Sudden loss of vision may be due to bleeding inside your eye. A vitreous hemorrhage can cause loss of vision in patients with diabetes. Sub-retinal hemorrhage may occur in patients with macular degeneration.

Blood in your eye can mean many things to different people.  The most common “blood” is the sudden appearance of fire engine red blood on the outside of the.  It is called a subconjunctival hemorrhage.  It is usually scary, painless, ugly and benign.  As a black and blue bruise, it will clear in about 1-2 weeks.

I am talking about blood inside your eye.

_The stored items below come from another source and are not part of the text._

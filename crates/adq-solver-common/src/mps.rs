//! Free-format MPS export.

use std::fs::File;
use std::io::{self, BufWriter, Write};
use std::path::Path;

use crate::problem::{LinearProblem, MipProblem, ObjectiveSense, Row};

const OBJECTIVE_ROW: &str = "COST";

fn row_type(row: &Row) -> &'static str {
    match (row.lower.is_finite(), row.upper.is_finite()) {
        (true, true) if row.lower == row.upper => "E",
        (_, true) => "L",
        (true, false) => "G",
        (false, false) => "N",
    }
}

fn row_rhs(row: &Row) -> Option<f64> {
    match row_type(row) {
        "E" | "L" => Some(row.upper),
        "G" => Some(row.lower),
        _ => None,
    }
}

/// Range of an `L` row that also carries a finite lower bound.
fn row_range(row: &Row) -> Option<f64> {
    (row_type(row) == "L" && row.lower.is_finite()).then(|| row.upper - row.lower)
}

/// Writes `problem` in free MPS format.
pub fn write_mps<W: Write>(problem: &MipProblem, mut out: W) -> io::Result<()> {
    writeln!(out, "NAME {}", problem.name())?;
    if problem.objective_sense() == ObjectiveSense::Maximize {
        writeln!(out, "OBJSENSE")?;
        writeln!(out, "    MAX")?;
    }

    writeln!(out, "ROWS")?;
    writeln!(out, " N {}", OBJECTIVE_ROW)?;
    for row in problem.rows() {
        writeln!(out, " {} {}", row_type(row), row.name)?;
    }

    // Column-major view of the coefficients.
    let mut entries: Vec<Vec<(&str, f64)>> = vec![Vec::new(); problem.columns().len()];
    for row in problem.rows() {
        for (&j, &a) in &row.coefficients {
            entries[j].push((row.name.as_str(), a));
        }
    }

    writeln!(out, "COLUMNS")?;
    let mut in_integer_block = false;
    let mut marker = 0;
    for (column, column_entries) in problem.columns().iter().zip(&entries) {
        if column.integer != in_integer_block {
            let kind = if column.integer { "INTORG" } else { "INTEND" };
            writeln!(out, "    MARKER{} 'MARKER' '{}'", marker, kind)?;
            marker += 1;
            in_integer_block = column.integer;
        }
        if column.objective != 0.0 {
            writeln!(out, "    {} {} {}", column.name, OBJECTIVE_ROW, column.objective)?;
        }
        for (row_name, a) in column_entries {
            writeln!(out, "    {} {} {}", column.name, row_name, a)?;
        }
        if column.objective == 0.0 && column_entries.is_empty() {
            // Columns must appear at least once to be declared.
            writeln!(out, "    {} {} 0", column.name, OBJECTIVE_ROW)?;
        }
    }
    if in_integer_block {
        writeln!(out, "    MARKER{} 'MARKER' 'INTEND'", marker)?;
    }

    writeln!(out, "RHS")?;
    for row in problem.rows() {
        if let Some(rhs) = row_rhs(row) {
            if rhs != 0.0 {
                writeln!(out, "    RHS {} {}", row.name, rhs)?;
            }
        }
    }

    let ranges: Vec<(&str, f64)> = problem
        .rows()
        .iter()
        .filter_map(|r| row_range(r).map(|range| (r.name.as_str(), range)))
        .collect();
    if !ranges.is_empty() {
        writeln!(out, "RANGES")?;
        for (name, range) in ranges {
            writeln!(out, "    RNG {} {}", name, range)?;
        }
    }

    writeln!(out, "BOUNDS")?;
    for column in problem.columns() {
        let name = &column.name;
        let (lower, upper) = (column.lower, column.upper);
        if lower == upper && lower.is_finite() {
            writeln!(out, " FX BND {} {}", name, lower)?;
            continue;
        }
        match (lower.is_finite(), upper.is_finite()) {
            (false, false) => writeln!(out, " FR BND {}", name)?,
            (false, true) => {
                writeln!(out, " MI BND {}", name)?;
                writeln!(out, " UP BND {} {}", name, upper)?;
            }
            (true, finite_upper) => {
                // A lone negative UP reads back as a free lower bound.
                if lower != 0.0 || column.integer || (finite_upper && upper < 0.0) {
                    writeln!(out, " LO BND {} {}", name, lower)?;
                }
                if finite_upper {
                    writeln!(out, " UP BND {} {}", name, upper)?;
                } else if column.integer {
                    writeln!(out, " PL BND {}", name)?;
                }
            }
        }
    }

    writeln!(out, "ENDATA")?;
    out.flush()
}

/// Writes `problem` to `path`, replacing any existing file.
pub fn write_mps_file(problem: &MipProblem, path: &Path) -> io::Result<()> {
    let file = File::create(path)?;
    write_mps(problem, BufWriter::new(file))
}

Vitreous Hemorrhage – In patients with diabetic retinopathy, the sudden appearance of “floaters” can be signs of a vitreous hemorrhage.  Patients with proliferative diabetic retinopathy, by definition, have developed neovascularization, or abnormal blood vessels, somewhere inside the eye.  Most commonly, the neovascularization, is found on the surface of the retina, but can also be present on the optic nerve and iris. These blood vessels are very fragile and may break open and bleed causing blood to accumulate in the vitreous.

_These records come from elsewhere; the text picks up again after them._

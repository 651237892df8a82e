use adq_algo::MpsExportPolicy;
use clap::{Args, Parser, Subcommand, ValueEnum, ValueHint};
use std::path::PathBuf;

#[derive(Parser, Debug)]
#[command(author, version, about, long_about = None)]
pub struct Cli {
    /// Set the logging level (overrides the config file; RUST_LOG overrides both)
    #[arg(long, global = true)]
    pub log_level: Option<tracing::Level>,

    /// Configuration file (defaults to ./adq.toml when present)
    #[arg(long, global = true, value_hint = ValueHint::FilePath)]
    pub config: Option<PathBuf>,

    #[command(subcommand)]
    pub command: Commands,
}

#[derive(Subcommand, Debug)]
pub enum Commands {
    /// Solve a legacy problem with the warm / safe / diagnose sequence
    Solve(SolveArgs),
    /// Write a legacy problem as MPS
    Export {
        #[arg(long, value_hint = ValueHint::FilePath)]
        problem: PathBuf,
        /// Output MPS file
        #[arg(short, long, value_hint = ValueHint::FilePath)]
        output: PathBuf,
        /// Use the variable and constraint names of the problem
        #[arg(long)]
        named: bool,
    },
    /// Print the size of a legacy problem
    Inspect {
        #[arg(long, value_hint = ValueHint::FilePath)]
        problem: PathBuf,
    },
}

#[derive(Args, Debug)]
pub struct SolveArgs {
    /// Legacy problem as JSON
    #[arg(long, value_hint = ValueHint::FilePath)]
    pub problem: PathBuf,
    /// Write solved values as JSON here
    #[arg(short, long, value_hint = ValueHint::FilePath)]
    pub output: Option<PathBuf>,
    /// Solver backend name
    #[arg(long)]
    pub backend: Option<String>,
    /// Directory receiving MPS exports
    #[arg(long, value_hint = ValueHint::DirPath)]
    pub export_dir: Option<PathBuf>,
    /// When to export the problem as MPS
    #[arg(long, value_enum)]
    pub export_mps: Option<ExportPolicyArg>,
    /// Optimisation number within the week (1 or 2)
    #[arg(long, default_value_t = 1)]
    pub optimization: u32,
    #[arg(long, default_value_t = 0)]
    pub year: u32,
    #[arg(long, default_value_t = 0)]
    pub week: u32,
    #[arg(long, default_value_t = 0)]
    pub day: u32,
}

#[derive(ValueEnum, Clone, Copy, Debug, PartialEq, Eq)]
pub enum ExportPolicyArg {
    Never,
    OnError,
    Always,
}

impl From<ExportPolicyArg> for MpsExportPolicy {
    fn from(arg: ExportPolicyArg) -> Self {
        match arg {
            ExportPolicyArg::Never => MpsExportPolicy::Never,
            ExportPolicyArg::OnError => MpsExportPolicy::OnError,
            ExportPolicyArg::Always => MpsExportPolicy::Always,
        }
    }
}

#[cfg(test)]
mod tests {
    use super::*;
    use clap::CommandFactory;

    #[test]
    fn test_cli_definition_is_valid() {
        Cli::command().debug_assert();
    }

    #[test]
    fn test_parse_solve() {
        let cli = Cli::try_parse_from([
            "adq",
            "--log-level",
            "debug",
            "solve",
            "--problem",
            "p.json",
            "--export-mps",
            "on-error",
            "--optimization",
            "2",
            "--year",
            "3",
            "--week",
            "12",
        ])
        .unwrap();
        assert_eq!(cli.log_level, Some(tracing::Level::DEBUG));
        match cli.command {
            Commands::Solve(args) => {
                assert_eq!(args.problem, PathBuf::from("p.json"));
                assert_eq!(args.export_mps, Some(ExportPolicyArg::OnError));
                assert_eq!(args.optimization, 2);
                assert_eq!((args.year, args.week, args.day), (3, 12, 0));
                assert!(args.output.is_none());
            }
            other => panic!("unexpected command {other:?}"),
        }
    }
}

A vitreous hemorrhage can cause dramatic loss of vision as it physically may block light from hitting the retina.  It is not an emergency despite the significant loss of vision.  As long as the retina is attached, the hemorrhage may be observed for weeks or even months.  It causes no damage, just anxiety.

A vitreous hemorrhage may also be caused by a tear in the retina.  Retinal tears may occur in anyone.  So, in diabetic patients with a vitreous hemorrhage……….As long as the retina is attached and without a tear, we can wait.

Laser treatment to the retina is the antidote for proliferative diabetic retinopathy.  If there is too much blood in the vitreous, it may not be possible to laser the retina.  Sometimes we can wait for the hemorrhage to absorb and then treat with laser in the office.  Other times, the hemorrhage does not clear and we may choose to operate, that is, perform a “vitrectomy.”  In this case, the blood is mechanically removed and then the retina is treated with laser during the operation.

Sub-Retinal Hemorrhage – Blood underneath the retina is called a sub-retinal hemorrhage.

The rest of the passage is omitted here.